A Luz Eterna ilumina a Igreja – Basílica de São Pedro

Na África negra não há ateus, nem descrentes, nem indiferença religiosa. Nas grandes culturas da Ásia, a fé se identifica com a própria existência, não sendo possível vácuos entre a vida e Deus.

Na América latina e no Brasil profundo, entre os simples da terra, não há ateus, nem ex-crentes, nem indiferentes. Respira-se Deus em cada situação vital. Eles seguem o pobre peregrino da Galiléia sofrendo a ação que nós, católicos ditos “conscientes”, movemos para tirá-los da “ignorância” e introduzi-los em nossa fé iluminada. Julgamos que nosso modo de crer é também o modo de viver corretamente o Evangelho. Com freqüência nos deparamos com situações de certo modo risíveis: explicamos ao pobre como viver em comunidade, como ser solidário e, na verdade, isso ele já vive, e com imensa generosidade.

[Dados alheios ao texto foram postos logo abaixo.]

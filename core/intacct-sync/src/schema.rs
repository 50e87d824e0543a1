//! Best-effort JSON schema inference for discovery.

use crate::catalog::StreamDefinition;
use crate::engine::{UNFILTERED_QUERY, prepare_record};
use crate::error::SyncResult;
use crate::executor::{QueryExecutor, QuerySpec};
use intacct_client::IntacctApi;
use intacct_types::EntityId;
use serde_json::{Map, Value, json};
use std::collections::BTreeMap;
use tracing::{debug, warn};

/// The broad type a field is published as.
#[derive(Debug, Clone, Copy, PartialEq, Eq)]
pub enum FieldType {
    Number,
    Boolean,
    String,
    Array,
}

impl FieldType {
    /// Nullable JSON schema for this type.
    pub fn to_schema(self) -> Value {
        let name = match self {
            FieldType::Number => "number",
            FieldType::Boolean => "boolean",
            FieldType::String => "string",
            FieldType::Array => "array",
        };
        json!({"type": [name, "null"]})
    }
}

/// Classifies a declared type name.
///
/// Date and time types stay textual so values are never coerced.
pub fn classify_type(declared: &str) -> FieldType {
    let lowered = declared.to_lowercase();
    if ["int", "number", "decimal"]
        .iter()
        .any(|hint| lowered.contains(hint))
    {
        FieldType::Number
    } else if lowered.contains("date") || lowered.contains("time") {
        FieldType::String
    } else if lowered.contains("bool") {
        FieldType::Boolean
    } else {
        FieldType::String
    }
}

fn classify_value(value: &Value) -> Option<FieldType> {
    match value {
        Value::Null => None,
        Value::Bool(_) => Some(FieldType::Boolean),
        Value::Number(_) => Some(FieldType::Number),
        Value::Array(_) => Some(FieldType::Array),
        Value::String(_) | Value::Object(_) => Some(FieldType::String),
    }
}

/// Collects `(NAME, DATATYPE | TYPE)` pairs anywhere in a lookup result.
pub fn lookup_fields(lookup: &Value) -> BTreeMap<String, String> {
    let mut fields = BTreeMap::new();
    walk_lookup(lookup, &mut fields);
    fields
}

fn walk_lookup(node: &Value, fields: &mut BTreeMap<String, String>) {
    match node {
        Value::Object(map) => {
            if let Some(Value::String(name)) = map.get("NAME") {
                if !name.is_empty() {
                    let declared = ["DATATYPE", "TYPE"]
                        .iter()
                        .find_map(|k| map.get(*k).and_then(Value::as_str))
                        .unwrap_or_default();
                    fields
                        .entry(name.clone())
                        .or_insert_with(|| declared.to_string());
                }
            }
            for child in map.values() {
                walk_lookup(child, fields);
            }
        }
        Value::Array(list) => {
            for child in list {
                walk_lookup(child, fields);
            }
        }
        _ => {}
    }
}

/// Infers stream schemas from sampled records and object metadata.
pub struct SchemaInference<'a> {
    api: &'a dyn IntacctApi,
    sample_size: u32,
}

impl<'a> SchemaInference<'a> {
    /// Creates an inference helper.
    pub fn new(api: &'a dyn IntacctApi, sample_size: u32) -> Self {
        Self {
            api,
            sample_size: sample_size.max(1),
        }
    }

    /// Schema for a stream; falls back to the fixed-field schema on any
    /// failure.
    pub async fn infer(&self, definition: &StreamDefinition, entity: Option<&EntityId>) -> Value {
        match self.try_infer(definition, entity).await {
            Ok(schema) => schema,
            Err(e) => {
                warn!(
                    "Schema inference failed for {}, using base schema: {}",
                    definition.name, e
                );
                definition.base_schema()
            }
        }
    }

    async fn try_infer(
        &self,
        definition: &StreamDefinition,
        entity: Option<&EntityId>,
    ) -> SyncResult<Value> {
        let query = match &definition.static_filter {
            Some(filter) => filter.clone(),
            None => UNFILTERED_QUERY.to_string(),
        };
        let spec = QuerySpec::all_fields(definition.object.as_str(), query);
        let page = QueryExecutor::new(self.api, self.sample_size)
            .query(spec, entity)
            .next_page()
            .await?
            .unwrap_or_default();

        let mut properties: Map<String, Value> = Map::new();
        for record in page.records {
            for (field, value) in prepare_record(record, entity) {
                if properties.contains_key(&field) {
                    continue;
                }
                if let Some(kind) = classify_value(&value) {
                    properties.insert(field, kind.to_schema());
                }
            }
        }

        let lookup = self.api.lookup(&definition.object, entity).await?;
        for (field, declared) in lookup_fields(&Value::Object(lookup)) {
            properties
                .entry(field)
                .or_insert_with(|| classify_type(&declared).to_schema());
        }

        if let Value::Object(base) = definition.base_schema() {
            if let Some(Value::Object(fixed)) = base.get("properties") {
                for (field, schema) in fixed {
                    properties.insert(field.clone(), schema.clone());
                }
            }
        }
        debug!(
            stream = %definition.name,
            fields = properties.len(),
            "Inferred schema"
        );

        Ok(json!({
            "type": "object",
            "properties": properties,
            "additionalProperties": true,
        }))
    }
}

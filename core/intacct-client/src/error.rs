//! Error taxonomy for gateway calls.

use thiserror::Error;

/// Result type for gateway operations.
pub type ClientResult<T> = Result<T, ClientError>;

/// Errors that can occur while talking to the gateway.
///
/// Business failures carry the gateway's description verbatim.
#[derive(Debug, Error)]
pub enum ClientError {
    /// Credential or session failure. Never retried.
    #[error("{0}")]
    Auth(String),

    /// The caller lacks rights on an object or field.
    #[error("{0}")]
    Permission(String),

    /// Timeout or temporary unavailability. Retried with backoff.
    #[error("{0}")]
    Transient(String),

    /// Unclassified business failure, or a response that is not well-formed
    /// XML (message prefixed with `malformed XML:`).
    #[error("{0}")]
    Protocol(String),

    /// The control block was rejected (sender credentials, DTD version).
    #[error("{0}")]
    Config(String),

    /// Non-retryable HTTP status.
    #[error("HTTP {status} for {function}: {body}")]
    Http {
        status: u16,
        function: String,
        body: String,
    },

    /// Transport-level failure from the HTTP client.
    #[error("transport error: {0}")]
    Transport(#[from] reqwest::Error),
}

impl ClientError {
    /// Returns true if the call may succeed when repeated.
    pub fn is_transient(&self) -> bool {
        match self {
            ClientError::Transient(_) => true,
            ClientError::Transport(e) => {
                e.is_timeout() || e.is_connect() || e.is_request() || e.is_body() || e.is_decode()
            }
            _ => false,
        }
    }

    /// Returns true for credential and control-block failures.
    pub fn is_auth(&self) -> bool {
        matches!(self, ClientError::Auth(_) | ClientError::Config(_))
    }

    /// Returns true if the caller lacks rights on the requested object.
    pub fn is_permission(&self) -> bool {
        matches!(self, ClientError::Permission(_))
    }
}
//! Identifier types for organizational sub-scopes.

use serde::{Deserialize, Serialize};
use std::fmt;

/// State key used for streams synced without an entity override.
pub const ROOT_STATE_KEY: &str = "_root";

/// Identifier of an Intacct entity (location / sub-ledger).
///
/// Entities are opaque strings assigned by the remote company; ordering is
/// lexical so discovery results can be sorted deterministically.
#[derive(Debug, Clone, PartialEq, Eq, PartialOrd, Ord, Hash, Serialize, Deserialize)]
#[serde(transparent)]
pub struct EntityId(String);

impl EntityId {
    /// Creates an entity ID from its remote identifier.
    pub fn new(id: impl Into<String>) -> Self {
        Self(id.into())
    }

    /// Returns the identifier as a string slice.
    #[must_use]
    pub fn as_str(&self) -> &str {
        &self.0
    }
}

impl fmt::Display for EntityId {
    fn fmt(&self, f: &mut fmt::Formatter<'_>) -> fmt::Result {
        f.write_str(&self.0)
    }
}

impl From<&str> for EntityId {
    fn from(value: &str) -> Self {
        Self(value.to_string())
    }
}

impl From<String> for EntityId {
    fn from(value: String) -> Self {
        Self(value)
    }
}

/// Returns the key under which cursor state for `entity` is persisted.
#[must_use]
pub fn state_key(entity: Option<&EntityId>) -> &str {
    entity.map_or(ROOT_STATE_KEY, EntityId::as_str)
}
//! Modification watermarks and date-time conversions.
//!
//! The gateway reports `WHENMODIFIED` in a US locale format
//! (`01/26/2026 13:37:29`) and expects the same format inside query
//! filters. Everything the source emits or persists uses canonical RFC 3339
//! UTC with second precision (`2026-01-26T13:37:29Z`), which sorts
//! lexically in time order.

use crate::{Error, Result};
use chrono::{DateTime, NaiveDate, NaiveDateTime, SecondsFormat, TimeZone, Utc};
use serde::{Deserialize, Deserializer, Serialize, Serializer};
use std::fmt;
use std::str::FromStr;

/// Date-time format used by the gateway in query filters and responses.
pub const QUERY_DATETIME_FORMAT: &str = "%m/%d/%Y %H:%M:%S";

const NAIVE_DATETIME_FORMATS: &[&str] = &[
    "%Y-%m-%dT%H:%M:%S%.f",
    "%Y-%m-%d %H:%M:%S%.f",
    QUERY_DATETIME_FORMAT,
];

const NAIVE_DATE_FORMATS: &[&str] = &["%Y-%m-%d", "%m/%d/%Y"];

/// Parses any timestamp representation the source encounters.
///
/// Accepts RFC 3339 (any offset), naive ISO date-times, the gateway's
/// `MM/DD/YYYY HH:MM:SS` format and bare dates. Naive values are UTC.
pub fn parse_timestamp(value: &str) -> Result<DateTime<Utc>> {
    let trimmed = value.trim();
    if trimmed.is_empty() {
        return Err(Error::InvalidTimestamp("empty timestamp".to_string()));
    }

    if let Ok(dt) = DateTime::parse_from_rfc3339(trimmed) {
        return Ok(dt.with_timezone(&Utc));
    }

    for format in NAIVE_DATETIME_FORMATS {
        if let Ok(naive) = NaiveDateTime::parse_from_str(trimmed, format) {
            return Ok(Utc.from_utc_datetime(&naive));
        }
    }

    for format in NAIVE_DATE_FORMATS {
        if let Ok(date) = NaiveDate::parse_from_str(trimmed, format) {
            if let Some(naive) = date.and_hms_opt(0, 0, 0) {
                return Ok(Utc.from_utc_datetime(&naive));
            }
        }
    }

    Err(Error::InvalidTimestamp(trimmed.to_string()))
}

/// Formats an instant for use inside a gateway query filter.
#[must_use]
pub fn format_query_datetime(value: &DateTime<Utc>) -> String {
    value.format(QUERY_DATETIME_FORMAT).to_string()
}

/// Rewrites a source timestamp into the canonical wire format.
///
/// Returns `None` when the value is not a recognizable timestamp.
#[must_use]
pub fn normalize_timestamp(value: &str) -> Option<String> {
    parse_timestamp(value).ok().map(|dt| Watermark::from(dt).to_string())
}

/// The maximum observed modification time for a stream/entity pair.
///
/// Serializes as canonical RFC 3339 text; deserializes from any format
/// accepted by [`parse_timestamp`] so state written by older runs still loads.
#[derive(Debug, Clone, Copy, PartialEq, Eq, PartialOrd, Ord, Hash)]
pub struct Watermark(DateTime<Utc>);

impl Watermark {
    /// Wraps an instant, truncating to whole seconds.
    #[must_use]
    pub fn new(value: DateTime<Utc>) -> Self {
        Self(DateTime::from_timestamp(value.timestamp(), 0).unwrap_or(value))
    }

    /// Returns the underlying instant.
    #[must_use]
    pub const fn as_datetime(&self) -> DateTime<Utc> {
        self.0
    }

    /// Parses a watermark from any supported representation.
    pub fn parse(value: &str) -> Result<Self> {
        parse_timestamp(value).map(Self::new)
    }
}

impl From<DateTime<Utc>> for Watermark {
    fn from(value: DateTime<Utc>) -> Self {
        Self::new(value)
    }
}

impl fmt::Display for Watermark {
    fn fmt(&self, f: &mut fmt::Formatter<'_>) -> fmt::Result {
        f.write_str(&self.0.to_rfc3339_opts(SecondsFormat::Secs, true))
    }
}

impl FromStr for Watermark {
    type Err = Error;

    fn from_str(s: &str) -> Result<Self> {
        Self::parse(s)
    }
}

impl Serialize for Watermark {
    fn serialize<S: Serializer>(&self, serializer: S) -> std::result::Result<S::Ok, S::Error> {
        serializer.collect_str(self)
    }
}

impl<'de> Deserialize<'de> for Watermark {
    fn deserialize<D: Deserializer<'de>>(deserializer: D) -> std::result::Result<Self, D::Error> {
        let raw = String::deserialize(deserializer)?;
        Self::parse(&raw).map_err(serde::de::Error::custom)
    }
}
//! XML gateway client for Sage Intacct.
//!
//! Every call is one signed XML document POSTed to the gateway and one XML
//! document back. The client:
//! - builds request envelopes with fresh control ids per call
//! - retries transient failures with exponential backoff
//! - classifies gateway failures into a small error taxonomy
//! - turns `result/data` payloads into records
//!
//! The [`IntacctApi`] trait is the seam the sync engine depends on, so the
//! engine can be exercised against a scripted gateway.
//!
//! # Example
//!
//! ```no_run
//! use intacct_client::{ClientConfig, Credentials, IntacctApi, IntacctClient};
//!
//! # async fn run() -> intacct_client::ClientResult<()> {
//! let config = ClientConfig::new(Credentials {
//!     sender_id: "sender".into(),
//!     sender_password: "secret".into(),
//!     user_id: "user".into(),
//!     company_id: "company".into(),
//!     user_password: "secret".into(),
//! });
//! let client = IntacctClient::new(config)?;
//! let page = client.read_by_query("CUSTOMER", &["*"], "RECORDNO > 0", 100, None).await?;
//! println!("{} customers, {} remaining", page.records.len(), page.num_remaining);
//! # Ok(())
//! # }
//! ```

mod client;
mod config;
mod envelope;
mod error;
pub mod response;
pub mod xml;

pub use client::{IntacctApi, IntacctClient, QueryResult};
pub use config::{ClientConfig, Credentials, DEFAULT_API_URL, RetryConfig};
pub use envelope::{DTD_VERSION, Function, RequestEnvelope};
pub use error::{ClientError, ClientResult};
pub use response::{ErrorDetail, ResponseEnvelope, ResultNode};
pub use xml::{XmlElement, parse_document};
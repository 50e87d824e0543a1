mod common;

use common::utc;
use intacct_sync::{SourceState, StreamState, SyncError};
use intacct_types::{EntityId, Watermark};
use pretty_assertions::assert_eq;
use proptest::prelude::*;
use serde_json::json;

fn wm(s: &str) -> Watermark {
    Watermark::parse(s).unwrap()
}

// ── Stream state ─────────────────────────────────────────────────

#[test]
fn observe_inserts_first_cursor() {
    let mut state = StreamState::new();
    let e1 = EntityId::new("E1");
    assert!(state.is_empty());
    assert!(state.observe(Some(&e1), wm("2024-01-02T00:00:00Z")));
    assert_eq!(state.cursor(Some(&e1)), Some(wm("2024-01-02T00:00:00Z")));
}

#[test]
fn observe_never_regresses() {
    let mut state = StreamState::new();
    let e1 = EntityId::new("E1");
    state.observe(Some(&e1), wm("2024-01-05T00:00:00Z"));

    assert!(!state.observe(Some(&e1), wm("2024-01-03T00:00:00Z")));
    assert!(!state.observe(Some(&e1), wm("2024-01-05T00:00:00Z")));
    assert_eq!(state.cursor(Some(&e1)), Some(wm("2024-01-05T00:00:00Z")));

    assert!(state.observe(Some(&e1), wm("2024-01-06T00:00:00Z")));
    assert_eq!(state.cursor(Some(&e1)), Some(wm("2024-01-06T00:00:00Z")));
}

#[test]
fn entities_do_not_interfere() {
    let mut state = StreamState::new();
    let e1 = EntityId::new("E1");
    let e2 = EntityId::new("E2");

    state.observe(Some(&e1), wm("2024-01-02T00:00:00Z"));
    state.observe(Some(&e2), wm("2024-01-03T00:00:00Z"));

    assert_eq!(
        serde_json::to_value(&state).unwrap(),
        json!({
            "entities": {
                "E1": {"cursor": "2024-01-02T00:00:00Z"},
                "E2": {"cursor": "2024-01-03T00:00:00Z"},
            }
        })
    );
}

#[test]
fn unscoped_cursor_uses_root_key() {
    let mut state = StreamState::new();
    state.observe(None, Watermark::new(utc(2024, 1, 1, 0, 0, 0)));
    assert_eq!(
        serde_json::to_value(&state).unwrap(),
        json!({"entities": {"_root": {"cursor": "2024-01-01T00:00:00Z"}}})
    );
    assert!(state.cursor(Some(&EntityId::new("E1"))).is_none());
}

#[test]
fn stored_gateway_format_cursor_loads() {
    let state: StreamState = serde_json::from_value(json!({
        "entities": {"E1": {"cursor": "01/26/2026 13:37:29"}}
    }))
    .unwrap();
    assert_eq!(
        state.cursor(Some(&EntityId::new("E1"))).unwrap().to_string(),
        "2026-01-26T13:37:29Z"
    );
}

// ── Source state input ───────────────────────────────────────────

#[test]
fn source_state_from_mapping() {
    let state = SourceState::from_value(json!({
        "customers": {"entities": {"E1": {"cursor": "2024-01-02T00:00:00Z"}}}
    }))
    .unwrap();

    assert_eq!(
        state.stream("customers").cursor(Some(&EntityId::new("E1"))),
        Some(wm("2024-01-02T00:00:00Z"))
    );
    assert!(state.stream("orders").is_empty());
}

#[test]
fn source_state_from_stream_messages() {
    let state = SourceState::from_value(json!([
        {
            "type": "STREAM",
            "stream": {
                "stream_descriptor": {"name": "orders"},
                "stream_state": {"entities": {"_root": {"cursor": "2024-03-01T00:00:00Z"}}}
            }
        },
        {"type": "STREAM", "stream": {"stream_descriptor": {"name": "skipped"}}},
        {"type": "LEGACY", "data": {}}
    ]))
    .unwrap();

    assert_eq!(state.stream_names().collect::<Vec<_>>(), vec!["orders"]);
    assert_eq!(
        state.stream("orders").cursor(None),
        Some(wm("2024-03-01T00:00:00Z"))
    );
}

#[test]
fn source_state_null_is_empty() {
    let state = SourceState::from_value(serde_json::Value::Null).unwrap();
    assert_eq!(state.stream_names().count(), 0);
}

#[test]
fn source_state_rejects_bad_cursor() {
    let err = SourceState::from_value(json!({
        "customers": {"entities": {"E1": {"cursor": "not a date"}}}
    }))
    .unwrap_err();
    assert!(matches!(err, SyncError::State(_)));
}

#[test]
fn source_state_rejects_scalar() {
    assert!(SourceState::from_value(json!(42)).is_err());
}

// ── Properties ───────────────────────────────────────────────────

proptest! {
    #[test]
    fn cursor_is_running_maximum(
        updates in prop::collection::vec((0usize..3, 1_600_000_000i64..1_700_000_000), 1..40)
    ) {
        let entities = [EntityId::new("A"), EntityId::new("B"), EntityId::new("C")];
        let mut state = StreamState::new();
        let mut expected: [Option<i64>; 3] = [None; 3];

        for (index, secs) in updates {
            let before = state.cursor(Some(&entities[index]));
            let candidate = Watermark::new(chrono::DateTime::from_timestamp(secs, 0).unwrap());
            state.observe(Some(&entities[index]), candidate);
            let after = state.cursor(Some(&entities[index])).unwrap();

            if let Some(before) = before {
                prop_assert!(after >= before);
            }
            expected[index] = Some(expected[index].map_or(secs, |m| m.max(secs)));
        }

        for (entity, max) in entities.iter().zip(expected) {
            prop_assert_eq!(
                state.cursor(Some(entity)).map(|w| w.as_datetime().timestamp()),
                max
            );
        }
    }
}
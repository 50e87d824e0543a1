//! Client configuration.

use std::time::Duration;

/// Production XML gateway endpoint.
pub const DEFAULT_API_URL: &str = "https://api.intacct.com/ia/xml/xmlgw.phtml";

/// Sender and user credentials carried in every request envelope.
#[derive(Debug, Clone, Default)]
pub struct Credentials {
    /// Web services sender ID.
    pub sender_id: String,
    /// Web services sender password.
    pub sender_password: String,
    /// Company user ID.
    pub user_id: String,
    /// Company ID.
    pub company_id: String,
    /// Company user password.
    pub user_password: String,
}

/// Configuration for the gateway client.
#[derive(Debug, Clone)]
pub struct ClientConfig {
    /// Gateway endpoint.
    pub api_url: String,
    /// Credentials for the control and operation blocks.
    pub credentials: Credentials,
    /// Per-request timeout.
    pub timeout: Duration,
    /// Retry policy for transient failures.
    pub retry: RetryConfig,
}

impl ClientConfig {
    /// Creates a configuration against the production endpoint.
    pub fn new(credentials: Credentials) -> Self {
        Self {
            api_url: DEFAULT_API_URL.to_string(),
            credentials,
            timeout: Duration::from_secs(60),
            retry: RetryConfig::default(),
        }
    }

    /// Sets the gateway endpoint.
    pub fn with_api_url(mut self, api_url: impl Into<String>) -> Self {
        self.api_url = api_url.into();
        self
    }

    /// Sets the per-request timeout.
    pub fn with_timeout(mut self, timeout: Duration) -> Self {
        self.timeout = timeout;
        self
    }

    /// Sets the retry policy.
    pub fn with_retry(mut self, retry: RetryConfig) -> Self {
        self.retry = retry;
        self
    }
}

/// Configuration for retry behavior.
#[derive(Debug, Clone)]
pub struct RetryConfig {
    /// Total attempts, including the first one.
    pub max_attempts: u32,
    /// Delay before the first retry.
    pub initial_delay: Duration,
    /// Multiplier applied to the delay after each retry.
    pub backoff_multiplier: f64,
}

impl RetryConfig {
    /// Creates a configuration with the given attempt budget.
    pub fn new(max_attempts: u32) -> Self {
        Self {
            max_attempts,
            ..Self::default()
        }
    }

    /// Creates a configuration with no retries.
    pub fn no_retry() -> Self {
        Self {
            max_attempts: 1,
            initial_delay: Duration::ZERO,
            backoff_multiplier: 1.0,
        }
    }

    /// Sets the initial delay.
    pub fn with_initial_delay(mut self, delay: Duration) -> Self {
        self.initial_delay = delay;
        self
    }

    /// Delay to wait after the given zero-based failed attempt.
    pub fn delay_for_attempt(&self, attempt: u32) -> Duration {
        let factor = self.backoff_multiplier.powi(attempt as i32);
        self.initial_delay.mul_f64(factor)
    }
}

impl Default for RetryConfig {
    fn default() -> Self {
        Self {
            max_attempts: 4,
            initial_delay: Duration::from_secs(1),
            backoff_multiplier: 2.0,
        }
    }
}
//! Reading child objects through their parent.
//!
//! Some child objects reject a modification-time filter. Their records are
//! recovered by querying the parent over the same window, reading each
//! parent in full and pulling the embedded child collection out of it.

use intacct_client::ClientError;
use intacct_types::Record;
use serde_json::Value;

/// Phrases in a failure message that point at an unsupported filter field.
const UNSUPPORTED_FIELD_HINTS: &[&str] = &["whenmodified", "field"];

/// Returns true if a failed query looks like it was rejected because of the
/// cursor field.
///
/// Authentication and transient failures never qualify.
pub fn is_unsupported_cursor_error(error: &ClientError) -> bool {
    if error.is_auth() || error.is_transient() {
        return false;
    }
    let message = error.to_string().to_lowercase();
    UNSUPPORTED_FIELD_HINTS
        .iter()
        .any(|hint| message.contains(hint))
}

/// Pulls the child items embedded in a full parent record.
///
/// Every key containing `child` contributes: an object is one item, a list
/// contributes each of its objects, and a wrapper such as
/// `{"ARINVOICEITEMS": {"arinvoiceitem": [..]}}` is unwrapped first.
pub fn extract_child_items(parent: &Record, child: &str) -> Vec<Record> {
    let mut items = Vec::new();
    for (key, value) in parent {
        if key.contains(child) {
            collect_items(value, child, &mut items);
        }
    }
    items
}

fn collect_items(value: &Value, child: &str, items: &mut Vec<Record>) {
    match value {
        Value::Object(map) => match unwrap_collection(map, child) {
            Some(inner) => collect_items(inner, child, items),
            None => items.push(map.clone()),
        },
        Value::Array(list) => {
            for entry in list {
                if let Value::Object(map) = entry {
                    match unwrap_collection(map, child) {
                        Some(inner) => collect_items(inner, child, items),
                        None => items.push(map.clone()),
                    }
                }
            }
        }
        _ => {}
    }
}

/// A single-key object whose key names the child type is a wrapper.
fn unwrap_collection<'a>(map: &'a Record, child: &str) -> Option<&'a Value> {
    if map.len() != 1 {
        return None;
    }
    let (key, inner) = map.iter().next()?;
    if key.eq_ignore_ascii_case(child) && !matches!(inner, Value::String(_)) {
        Some(inner)
    } else {
        None
    }
}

Respiramos um forte ar de indiferentismo, uma soberba intelectual que afirma Deus impedir a ação da inteligência. Fazemos da profissão de fé atéia uma espécie de religião. Freqüentemente é mais do que isso: é a redução da vida ao usufruto da vida, sem se deixar interrogar pelas grandes perguntas inerentes à existência: quem sou, donde vim, para onde eu vou. Vive-se o chão, não a profundidade.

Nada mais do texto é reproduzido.